I also believe that as we engage more and more of the body in a control
interface, for it to be natural it is going to need to mimic real-world
interaction so that we can rely on our lifetime of experience interacting with
physical objects.

The better solution in my opinion would contain:

-2 mirrored screens so that the one under your hands can be glanced at for reference as well.

-A UI approach that allows you to interact with objects and windows in the same ways you would with real objects. (Grabbing the edges moves the window, pushing down on it 'sticks' it in place, etc.)

------
Semiapies
Talk about multi-touch reminds me of a friend's perennial complaint, "The
future of interfaces seems designed to screw me over."

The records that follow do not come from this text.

pub mod shutdown;
pub mod startup;
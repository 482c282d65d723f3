//! 班级用户关联存储操作

use super::SeaOrmStorage;
use crate::entity::class_users::{Column, Entity as ClassUsers};
use crate::entity::users::Entity as Users;
use crate::errors::{GradebookError, Result};
use crate::models::class_users::{ClassUser, ClassUserRole, EnrolledStudent, EnrollmentStatus};
use sea_orm::{ColumnTrait, Condition, EntityTrait, QueryFilter, QueryOrder};

impl SeaOrmStorage {
    /// 获取用户在班级中的成员记录
    pub async fn get_class_user_impl(
        &self,
        class_id: i64,
        user_id: i64,
    ) -> Result<Option<ClassUser>> {
        let result = ClassUsers::find()
            .filter(
                Condition::all()
                    .add(Column::ClassId.eq(class_id))
                    .add(Column::UserId.eq(user_id)),
            )
            .one(&self.db)
            .await
            .map_err(|e| GradebookError::database_operation(format!("查询班级成员失败: {e}")))?;

        Ok(result.map(|m| m.into_class_user()))
    }

    /// 列出班级内所有在读学生
    ///
    /// 班级内昵称优先于用户的显示名。
    pub async fn list_active_students_impl(&self, class_id: i64) -> Result<Vec<EnrolledStudent>> {
        let rows = ClassUsers::find()
            .filter(
                Condition::all()
                    .add(Column::ClassId.eq(class_id))
                    .add(Column::Role.eq(ClassUserRole::Student.to_string()))
                    .add(Column::Status.eq(EnrollmentStatus::Active.to_string())),
            )
            .order_by_asc(Column::UserId)
            .find_also_related(Users)
            .all(&self.db)
            .await
            .map_err(|e| {
                GradebookError::database_operation(format!("查询班级在读学生失败: {e}"))
            })?;

        Ok(rows
            .into_iter()
            .filter_map(|(enrollment, user)| {
                let mut student = user?.into_enrolled_student();
                if let Some(name) = enrollment.profile_name.filter(|n| !n.is_empty()) {
                    student.name = name;
                }
                Some(student)
            })
            .collect())
    }
}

He has a congenital deformity of the arms, but he can type (and is one of
those clacky-IBM keyboard fetishists). With his feet, he can use mice and
controllers. But multi-touch systems are beyond his ability - while he can
pivot and shift to type remarkably quickly, he can't get more than one hand on
something at the same time. Worse, each hand is effectively only one digit for
him.

And then, there are the folks who don't even have his degree of dexterity.

I can't help thinking that it might be a good thing for general interface
designers to consider the implications of disabilities for users of these
designs, instead of shrugging that off onto providers of interfaces
specifically for the disabled.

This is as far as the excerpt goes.